Warning! Will Robinson! Warning!
You may be catching an infection of the virus seen often in this
discussion:
"X is great"
  "no X isn't, and here's 10 reasons why not"
"well, then X could really be something else, so X is still great."

As I've noted all along, I've analyzed the WIZ as more-or-less defined,
not as it might be if it were mostly different :-)

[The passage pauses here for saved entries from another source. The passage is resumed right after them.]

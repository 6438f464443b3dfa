use image::RgbImage;
use roi_annotator::present::{Persist, Presenter};
use roi_annotator::{AnnotateError, AnnotationConfig, load_source, run_with};
use std::fs;
use std::path::PathBuf;

/// Fails the test if the pipeline ever gets as far as presenting.
struct MustNotPresent;

impl Presenter for MustNotPresent {
    fn present(&mut self, _: &RgbImage, _: &str, _: Persist) -> Result<(), AnnotateError> {
        panic!("presenter reached after a failed load");
    }
}

fn config_for(input: PathBuf, output: PathBuf) -> AnnotationConfig {
    let mut config = AnnotationConfig::default();
    config.input = input;
    config.output = output;
    config.display.enabled = false;
    config
}

#[test]
fn missing_source_stops_before_any_side_effect() {
    let dir = tempfile::tempdir().expect("tempdir");
    let input = dir.path().join("does-not-exist.jpg");
    let output = dir.path().join("myResults.jpg");

    let err = run_with(config_for(input.clone(), output.clone()), &mut MustNotPresent).unwrap_err();
    match &err {
        AnnotateError::SourceNotFound { path, .. } => assert_eq!(path, &input),
        other => panic!("unexpected error: {other}"),
    }
    assert!(err.to_string().contains("Check the path"));
    assert!(!output.exists());
}

#[test]
fn undecodable_source_counts_as_missing() {
    let dir = tempfile::tempdir().expect("tempdir");
    let input = dir.path().join("corrupt.jpg");
    fs::write(&input, b"\xff\xd8 not really a jpeg").expect("write");
    let output = dir.path().join("myResults.jpg");

    let err = run_with(config_for(input, output.clone()), &mut MustNotPresent).unwrap_err();
    assert!(matches!(err, AnnotateError::SourceNotFound { .. }));
    assert!(!output.exists());
}

#[test]
fn load_source_reports_the_path() {
    let err = load_source(PathBuf::from("nowhere/at/all.png").as_path()).unwrap_err();
    assert!(err.to_string().contains("nowhere/at/all.png"));
}

#[test]
fn bad_font_path_fails_after_load() {
    let dir = tempfile::tempdir().expect("tempdir");
    let input = dir.path().join("scene.png");
    roi_annotator::sample::write_sample_scene(&input, 32, 32).expect("write scene");
    let output = dir.path().join("out.png");

    let mut config = config_for(input, output.clone());
    config.caption.font_path = Some(dir.path().join("missing.ttf"));

    let err = run_with(config, &mut MustNotPresent).unwrap_err();
    assert!(matches!(err, AnnotateError::Font(_)));
    assert!(!output.exists());
}

#[test]
fn unwritable_output_is_a_write_error() {
    let dir = tempfile::tempdir().expect("tempdir");
    let input = dir.path().join("scene.png");
    roi_annotator::sample::write_sample_scene(&input, 32, 32).expect("write scene");
    // Unknown extension: the encoder cannot pick a format.
    let output = dir.path().join("out.unknownformat");

    let err = run_with(
        config_for(input, output.clone()),
        &mut roi_annotator::present::HeadlessPresenter,
    )
    .unwrap_err();
    assert!(matches!(err, AnnotateError::Write { .. }));
}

I read the description of WIZ, starting with:

http://www.steve.bush.org/WizdomR&D/pg000100.html

Which claims simplicity, and superiority, among other things by having
zero decoding at the Instruction Register, offering a "7GHz WIZ,
without trying."

The block diagram clearly shows how it is supposed to work:
"When any register decodes its own register number on the upper
(source) bits of the register address bus, it puts its data onto the
inter-register bus (shown on the left). When any register decodes its
own register address on the lower (destination) bits of the register
address bus, it receives data from the inter-register bus."  That's
pretty clear.

Great flexibility is claimed in the WIZ pages about having whatever
registers you want, with whatever numbers you want ... i.e., like the
way you'd do #defines in C for tags whose values need only be distinct
....but the exact opposite of tightly-designed, easy-to-decode
instructions that drive specific, dedicated buses and control lines
[what real CPU designers do.]

This can be seen in the worked-out example:

http://www.steve.bush.org/WizdomR&D/pg003309.html

There is zero hint of arranging bits for reasonable decoding, becuase
the IR doesn't decode anything.
We find the following defines, annotated by me to show the binary
values:
                                    binary
define SKIPIF-LE            = 120   0111 1000  <= Oh, great!

define ADDER1-A             = 121   0111 1001
define ADDER1-B             = 122   0111 1010
define ADDER1-minusB        = 123   0111 1011
define ADDER1-sum           = 124   0111 1100

define ADDER2-A             = 125   0111 1101
define ADDER2-B             = 126   0111 1110
define ADDER2-minusB        = 127   0111 1111
define ADDER2-sum           = 128   1000 0000   <= Oh, great!

[What a dandy encoding for fast decode :-)  One almost might have
hoped that one ADDR was 01110xx and the other was 01111xx ...]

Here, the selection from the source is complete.